Entrar en ese lugar desprovisto de algún sueño era sumamente peligroso. Lo pensó varias veces antes de decidirse a atravesar el umbral de la puerta que siempre estaba abierta. ¿El pie derecho o el izquierdo? El izquierdo estaba más próximo al escaloncito y preparado para subirlo. El derecho, un poco más atrás, se resistía. Bastaría con cambiar la posición, retroceder, poner los pies a la misma altura, cerrar los ojos y dejar que la voluntad decidiera. Estupideces, pensó. Sabía que no importaba el pie, que lo fundamental era que no había traído ningún sueño y que las excusas no se aceptaban. Tampoco tenía ninguna. ¿Cómo explicar que ya los sueños no habitaban su mundo, que lo habían abandonado y que él había permitido que lo dejaran? Sin embargo, se aferraba a la esperanza. Aún creía en los milagros. Pero claro, ese era su sueño. ¿Cómo no se había dado cuenta?

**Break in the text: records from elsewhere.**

use futures::executor::block_on;
use futures::future::{Ready, ready};

use super::*;
use crate::net::auth_events::AuthChange;
use crate::net::transport::test_helpers::{MockTransport, session as expiring};
use crate::state::auth::GatePhase;
use access::{AuthEvent, SessionUser};

#[derive(Default)]
struct RecordingNavigator {
    paths: Mutex<Vec<String>>,
}

impl RecordingNavigator {
    fn paths(&self) -> Vec<String> {
        self.paths.lock().unwrap().clone()
    }
}

impl Navigator for RecordingNavigator {
    fn navigate(&self, path: &str) {
        self.paths.lock().unwrap().push(path.to_owned());
    }
}

struct Harness {
    events: AuthEvents,
    navigator: Arc<RecordingNavigator>,
    published: Arc<Mutex<Vec<AuthState>>>,
}

impl Harness {
    fn new() -> Self {
        Self {
            events: AuthEvents::new(),
            navigator: Arc::new(RecordingNavigator::default()),
            published: Arc::new(Mutex::new(Vec::new())),
        }
    }

    fn mount(&self) -> SessionGate {
        let sink = self.published.clone();
        SessionGate::mount(&self.events, self.navigator.clone(), move |state| {
            sink.lock().unwrap().push(state.clone());
        })
    }

    fn client(&self, transport: Arc<MockTransport>) -> AuthClient {
        AuthClient::new(self.events.clone(), transport)
    }

    fn emit(&self, event: AuthEvent, session: Option<Session>) {
        self.events.emit(&AuthChange { event, session });
    }

    fn phases(&self) -> Vec<GatePhase> {
        self.published.lock().unwrap().iter().map(|s| s.phase).collect()
    }
}

fn session() -> Session {
    Session {
        user: SessionUser { id: "u-1".into(), email: Some("ana@example.com".into()), full_name: None },
        expires_at: None,
    }
}

// =============================================================================
// resolution
// =============================================================================

#[test]
fn mount_publishes_loading_and_subscribes() {
    let h = Harness::new();
    let gate = h.mount();

    assert_eq!(gate.state().phase, GatePhase::Loading);
    assert_eq!(h.phases(), vec![GatePhase::Loading]);
    assert_eq!(h.events.listener_count(), 1);
}

#[test]
fn session_answer_authenticates() {
    let h = Harness::new();
    let gate = h.mount();

    gate.resolver().resolve(Ok(Some(session())));

    assert!(gate.state().is_authenticated());
    assert_eq!(h.phases(), vec![GatePhase::Loading, GatePhase::Authenticated]);
    assert!(h.navigator.paths().is_empty());
}

#[test]
fn missing_session_renders_nothing_without_navigating() {
    let h = Harness::new();
    let gate = h.mount();

    gate.resolver().resolve(Ok(None));

    assert_eq!(gate.state().phase, GatePhase::Unauthenticated);
    assert!(h.navigator.paths().is_empty());
}

#[test]
fn query_error_reads_as_no_session() {
    let h = Harness::new();
    let gate = h.mount();

    gate.resolver().resolve(Err(AuthError::Network("offline".into())));

    assert_eq!(gate.state().phase, GatePhase::Unauthenticated);
}

// =============================================================================
// notifications
// =============================================================================

#[test]
fn signed_out_navigates_to_login_exactly_once() {
    let h = Harness::new();
    let gate = h.mount();
    gate.resolver().resolve(Ok(Some(session())));

    h.emit(AuthEvent::SignedOut, None);
    h.emit(AuthEvent::SignedOut, None);

    assert_eq!(h.navigator.paths(), vec![LOGIN_PATH.to_owned()]);
    assert_eq!(gate.state().phase, GatePhase::Departed);
}

#[test]
fn signed_in_while_loading_authenticates_and_wins_over_late_answer() {
    let h = Harness::new();
    let gate = h.mount();

    h.emit(AuthEvent::SignedIn, Some(session()));
    gate.resolver().resolve(Ok(None));

    assert!(gate.state().is_authenticated());
}

#[test]
fn repeated_notifications_publish_once() {
    let h = Harness::new();
    let gate = h.mount();
    gate.resolver().resolve(Ok(Some(session())));

    h.emit(AuthEvent::TokenRefreshed, Some(session()));

    assert_eq!(h.phases(), vec![GatePhase::Loading, GatePhase::Authenticated]);
    drop(gate);
}

// =============================================================================
// lifecycle
// =============================================================================

#[test]
fn unmount_while_pending_discards_answer_and_releases_listener() {
    let h = Harness::new();
    let gate = h.mount();
    let resolver = gate.resolver();

    gate.unmount();
    resolver.resolve(Ok(Some(session())));

    assert_eq!(h.phases(), vec![GatePhase::Loading]);
    assert_eq!(h.events.listener_count(), 0);
}

#[test]
fn unmounted_gate_ignores_sign_out() {
    let h = Harness::new();
    let gate = h.mount();
    gate.unmount();

    h.emit(AuthEvent::SignedOut, None);

    assert!(h.navigator.paths().is_empty());
}

#[test]
fn sequential_remounts_redirect_once_per_sign_out() {
    let h = Harness::new();

    let first = h.mount();
    first.resolver().resolve(Ok(Some(session())));
    first.unmount();

    let second = h.mount();
    second.resolver().resolve(Ok(Some(session())));
    assert_eq!(h.events.listener_count(), 1);

    h.emit(AuthEvent::SignedOut, None);

    assert_eq!(h.navigator.paths(), vec![LOGIN_PATH.to_owned()]);
    drop(second);
}

#[test]
fn successful_sign_out_navigates_mounted_gate_once() {
    let h = Harness::new();
    let transport = MockTransport::with_session(session());
    let client = h.client(transport);
    let gate = h.mount();
    gate.resolver().resolve(block_on(client.get_session()));

    block_on(client.sign_out()).expect("sign out");

    assert_eq!(h.navigator.paths(), vec![LOGIN_PATH.to_owned()]);
    assert_eq!(gate.state().phase, GatePhase::Departed);
}

#[test]
fn sign_out_after_remount_reaches_only_the_live_gate() {
    let h = Harness::new();
    let client = h.client(MockTransport::with_session(session()));

    let first = h.mount();
    first.resolver().resolve(block_on(client.get_session()));
    first.unmount();
    let second = h.mount();
    second.resolver().resolve(block_on(client.get_session()));

    block_on(client.sign_out()).expect("sign out");

    assert_eq!(h.navigator.paths(), vec![LOGIN_PATH.to_owned()]);
    drop(second);
}

// =============================================================================
// expiry
// =============================================================================

#[test]
fn resolve_reports_expiry_only_when_authenticated() {
    let h = Harness::new();

    let gate = h.mount();
    assert_eq!(gate.resolver().resolve(Ok(Some(expiring(Some(42))))), Some(42));

    let anonymous = h.mount();
    assert_eq!(anonymous.resolver().resolve(Ok(None)), None);

    let without_expiry = h.mount();
    assert_eq!(without_expiry.resolver().resolve(Ok(Some(expiring(None)))), None);

    let unmounted = h.mount();
    let resolver = unmounted.resolver();
    unmounted.unmount();
    assert_eq!(resolver.resolve(Ok(Some(expiring(Some(42))))), None);
}

#[test]
fn recheck_waits_until_just_past_expiry() {
    assert_eq!(recheck_delay(1_000, 900), Duration::from_secs(100 + EXPIRY_GRACE_SECS.unsigned_abs()));
}

#[test]
fn recheck_of_lapsed_session_waits_the_minimum() {
    assert_eq!(recheck_delay(0, 1_700_000_000), Duration::from_secs(MIN_RECHECK_SECS.unsigned_abs()));
}

#[test]
fn recheck_of_distant_expiry_is_capped() {
    assert_eq!(recheck_delay(i64::MAX, 0), Duration::from_secs(MAX_RECHECK_SECS.unsigned_abs()));
}

#[test]
fn lapsed_session_signs_out_and_navigates_once() {
    let h = Harness::new();
    let transport = MockTransport::with_session(expiring(Some(0)));
    let client = h.client(transport.clone());
    let gate = h.mount();

    // The session lapses server-side while the gate waits.
    let sleep = |_: Duration| -> Ready<()> {
        transport.set_session(None);
        ready(())
    };
    block_on(watch_session(&client, &gate.resolver(), || 1_700_000_000, sleep));

    assert_eq!(h.navigator.paths(), vec![LOGIN_PATH.to_owned()]);
    assert_eq!(gate.state().phase, GatePhase::Departed);
    assert_eq!(transport.calls(), vec!["fetch_session", "fetch_session"]);
}

#[test]
fn refreshed_session_stays_authenticated_and_is_watched_again() {
    let h = Harness::new();
    let transport = MockTransport::with_session(expiring(Some(1_000)));
    let client = h.client(transport.clone());
    let gate = h.mount();
    let waits = Mutex::new(Vec::new());

    let sleep = |wait: Duration| -> Ready<()> {
        let mut waits = waits.lock().unwrap();
        waits.push(wait);
        // First wake-up finds a rotated session, the second finds none.
        transport.set_session((waits.len() == 1).then(|| expiring(Some(5_000))));
        ready(())
    };
    block_on(watch_session(&client, &gate.resolver(), || 900, sleep));

    assert_eq!(*waits.lock().unwrap(), vec![recheck_delay(1_000, 900), recheck_delay(5_000, 900)]);
    assert_eq!(h.phases(), vec![GatePhase::Loading, GatePhase::Authenticated, GatePhase::Departed]);
    assert_eq!(h.navigator.paths(), vec![LOGIN_PATH.to_owned()]);
}

#[test]
fn session_without_expiry_is_not_rechecked() {
    let h = Harness::new();
    let transport = MockTransport::with_session(expiring(None));
    let client = h.client(transport.clone());
    let gate = h.mount();

    let sleep = |_: Duration| -> Ready<()> { panic!("nothing to wait for") };
    block_on(watch_session(&client, &gate.resolver(), || 0, sleep));

    assert!(gate.state().is_authenticated());
    assert_eq!(transport.calls(), vec!["fetch_session"]);
}

#[test]
fn unmount_while_waiting_skips_the_recheck() {
    let h = Harness::new();
    let transport = MockTransport::with_session(expiring(Some(0)));
    let client = h.client(transport.clone());
    let slot = Mutex::new(Some(h.mount()));
    let resolver = slot.lock().unwrap().as_ref().expect("mounted").resolver();

    let sleep = |_: Duration| -> Ready<()> {
        if let Some(gate) = slot.lock().unwrap().take() {
            gate.unmount();
        }
        transport.set_session(None);
        ready(())
    };
    block_on(watch_session(&client, &resolver, || 1_700_000_000, sleep));

    assert_eq!(transport.calls(), vec!["fetch_session"]);
    assert!(h.navigator.paths().is_empty());
    assert_eq!(h.events.listener_count(), 0);
}

#[test]
fn sign_out_while_waiting_ends_the_watch() {
    let h = Harness::new();
    let transport = MockTransport::with_session(expiring(Some(0)));
    let client = h.client(transport.clone());
    let gate = h.mount();

    let sleep = |_: Duration| -> Ready<()> {
        h.emit(AuthEvent::SignedOut, None);
        ready(())
    };
    block_on(watch_session(&client, &gate.resolver(), || 1_700_000_000, sleep));

    assert_eq!(transport.calls(), vec!["fetch_session"]);
    assert_eq!(h.navigator.paths(), vec![LOGIN_PATH.to_owned()]);
}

No supo cuando pasó del otro lado, pero de alguna manera, obedeciendo a un impulso ajeno a su voluntad, había pasado. Entonces volvió el terror, y ahora no era un terror intelectual, especulativo, el que nacía de la conjetura montada en algo que le habían dicho, que entrar en ese lugar desprovisto de algún sueño era sumamente peligroso. Sin embargo, estaba adentro, inmerso, sumido, enterrado. Ya no era cuestión de determinar qué pie iba primero y cuál después; ahora tenía que enfrentar la incertidumbre sin recursos, sin las armas adecuadas. Y lo peor de todo era que los sueños de los otros pululaban, se movían como serpientes erguidas, como babosas de cuatro dimensiones, como los zombies de esas películas que siempre se había negado a ver.
—No te preocupes —dijo una voz rugosa, llena de nudos—. Es un mito que haya que entrar a este lugar provisto de algún sueño.
—¿No? —Sin poder determinar de dónde salía la voz, aún obnubilado, hizo la pregunta y avanzó por un pasillo apenas iluminado. A los costados se movían formas sinuosas y lánguidas, y una cierta cantidad de tubos quebrados rodaban por una rampa interminable.
—No. Esto es un supermercado de los sueños. Aquí se venden los materiales para construirlos. ¿Te queda claro?
—¿Un supermercado? ¿Y con qué voy a pagar?
—Tu vida —rió la voz— es una tarjeta de crédito, amigo. La Empresa dispone de toda la eternidad para cobrarte.